:: EXERCISE ::
When you reach the line containing "Song-transform plugins are" in the entries below, start writing out each line exactly, and stop after the line containing "bundle consistency checks".

:: DATA FOR PROCESSING ::
- - -
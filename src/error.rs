//! Error types for the TuneFlow DevKit
//!
//! This module defines all error types used throughout the devkit.
//! Uses `thiserror` for ergonomic error handling with automatic `Display` and
//! `Error` trait implementations.
//!
//! Registration errors (`InvalidIdentifier`, `MissingManifestEntry`,
//! `OrphanManifestEntry`, `DuplicatePlugin`) are fatal at construction.
//! Everything else is per-request and is turned into a wire status by the
//! transport that observed it. Plugin faults and authorizer rejections are
//! not errors of this type: the dispatcher reports them as an
//! `ExecutionResult`.

use thiserror::Error;

/// The primary error type for devkit operations.
#[derive(Error, Debug)]
pub enum DevkitError {
    /// A provider or plugin identifier failed the syntax rules.
    #[error("Invalid {field} '{value}': {reason}")]
    InvalidIdentifier {
        /// Either `providerId` or `pluginId`.
        field: &'static str,
        value: String,
        reason: String,
    },

    /// A registered plugin has no entry in the bundle manifest.
    #[error("Plugin {provider_id} {plugin_id} is not specified in the bundle manifest")]
    MissingManifestEntry {
        provider_id: String,
        plugin_id: String,
    },

    /// A manifest entry has no registered plugin code.
    #[error("Plugin {provider_id} {plugin_id} has no corresponding source code in the plugin list")]
    OrphanManifestEntry {
        provider_id: String,
        plugin_id: String,
    },

    /// The same identity was registered twice.
    #[error("Plugin {provider_id} {plugin_id} is registered more than once")]
    DuplicatePlugin {
        provider_id: String,
        plugin_id: String,
    },

    /// No plugin is registered under the requested identity.
    #[error("Cannot find plugin by id {provider_id} {plugin_id}")]
    NotFound {
        provider_id: String,
        plugin_id: String,
    },

    /// A session phase was requested out of order.
    #[error("Not ready: {0}")]
    NotReady(String),

    /// A callback query could not reach the connected caller.
    #[error("Callback unavailable: {0}")]
    CallbackUnavailable(String),

    /// Malformed request payload.
    #[error("Bad request: {0}")]
    BadRequest(String),

    /// Configuration-related errors (invalid config, unreadable bundle, etc.)
    #[error("Configuration error: {0}")]
    Config(String),

    /// Async result store failures (upload rejected, unreachable store)
    #[error("Store error: {0}")]
    Store(String),

    /// MessagePack encode/decode errors
    #[error("Codec error: {0}")]
    Codec(String),

    /// Standard I/O errors
    #[error("IO error: {0}")]
    Io(#[from] std::io::Error),

    /// JSON serialization/deserialization errors
    #[error("JSON error: {0}")]
    Json(#[from] serde_json::Error),
}

impl From<rmp_serde::encode::Error> for DevkitError {
    fn from(err: rmp_serde::encode::Error) -> Self {
        DevkitError::Codec(err.to_string())
    }
}

impl From<rmp_serde::decode::Error> for DevkitError {
    fn from(err: rmp_serde::decode::Error) -> Self {
        DevkitError::Codec(err.to_string())
    }
}

/// A specialized `Result` type for devkit operations.
pub type Result<T> = std::result::Result<T, DevkitError>;

#[cfg(test)]
mod tests {
    use super::*;

    #[test]
    fn test_invalid_identifier_display() {
        let err = DevkitError::InvalidIdentifier {
            field: "pluginId",
            value: "0abc".to_string(),
            reason: "must start with a letter".to_string(),
        };
        assert_eq!(
            err.to_string(),
            "Invalid pluginId '0abc': must start with a letter"
        );
    }

    #[test]
    fn test_not_found_display() {
        let err = DevkitError::NotFound {
            provider_id: "andantei".into(),
            plugin_id: "missing".into(),
        };
        assert_eq!(err.to_string(), "Cannot find plugin by id andantei missing");
    }

    #[test]
    fn test_error_from_io() {
        let io_err = std::io::Error::new(std::io::ErrorKind::NotFound, "file not found");
        let err: DevkitError = io_err.into();
        assert!(matches!(err, DevkitError::Io(_)));
    }

    #[test]
    fn test_codec_error_conversion() {
        let decode: std::result::Result<String, _> = rmp_serde::from_slice(&[0xc1]);
        let err: DevkitError = decode.unwrap_err().into();
        assert!(matches!(err, DevkitError::Codec(_)));
    }
}
//! Plugin system for the TuneFlow DevKit
//!
//! Song-transform plugins are Rust types implementing [`SongPlugin`]. A
//! bundle ships one or more of them together with a `bundle.json` manifest
//! holding their display metadata. The [`PluginRegistry`] checks code and
//! manifest against each other once, at startup, and then serves lookups
//! for every request.
//!
//! # Architecture
//!
//! - **types**: The plugin capability trait, identities and parameter schema
//! - **manifest**: Bundle manifest parsing and the plugin info banner
//! - **validation**: Provider/plugin identifier rules
//! - **registry**: Immutable identity lookup with bundle consistency checks
//! - **builtin**: Plugins shipped with the devkit binary
//!
//! # Usage
//!
//! ```rust,no_run
//! use std::path::Path;
//! use std::sync::Arc;
//! use tuneflow_devkit::plugins::{HelloWorldPlugin, PluginRegistry};
//!
//! let registry = PluginRegistry::from_manifest_file(
//!     vec![Arc::new(HelloWorldPlugin)],
//!     Path::new("bundle.json"),
//! )
//! .unwrap();
//!
//! println!("Loaded {} plugins", registry.len());
//! ```

pub mod builtin;
pub mod manifest;
pub mod registry;
pub mod types;
pub mod validation;

pub use builtin::{HelloWorldPlugin, HELLO_WORLD_BUNDLE};
pub use manifest::{describe_plugin, BundleManifest, PluginInfo};
pub use registry::{PluginRegistry, RegisteredPlugin};
pub use types::{
    default_params, ParamDescriptor, Params, ParamsConfig, PluginIdentity, SongPlugin,
    WidgetDescriptor, WidgetType,
};
pub use validation::{validate_identifier, validate_plugin, MAX_ID_LENGTH};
- - -
:: RESPONSE TO THE EXERCISE ::
//! Song-transform plugins are Rust types implementing [`SongPlugin`]. A
//! bundle ships one or more of them together with a `bundle.json` manifest
//! holding their display metadata. The [`PluginRegistry`] checks code and
//! manifest against each other once, at startup, and then serves lookups
//! for every request.
//!
//! # Architecture
//!
//! - **types**: The plugin capability trait, identities and parameter schema
//! - **manifest**: Bundle manifest parsing and the plugin info banner
//! - **validation**: Provider/plugin identifier rules
//! - **registry**: Immutable identity lookup with bundle consistency checks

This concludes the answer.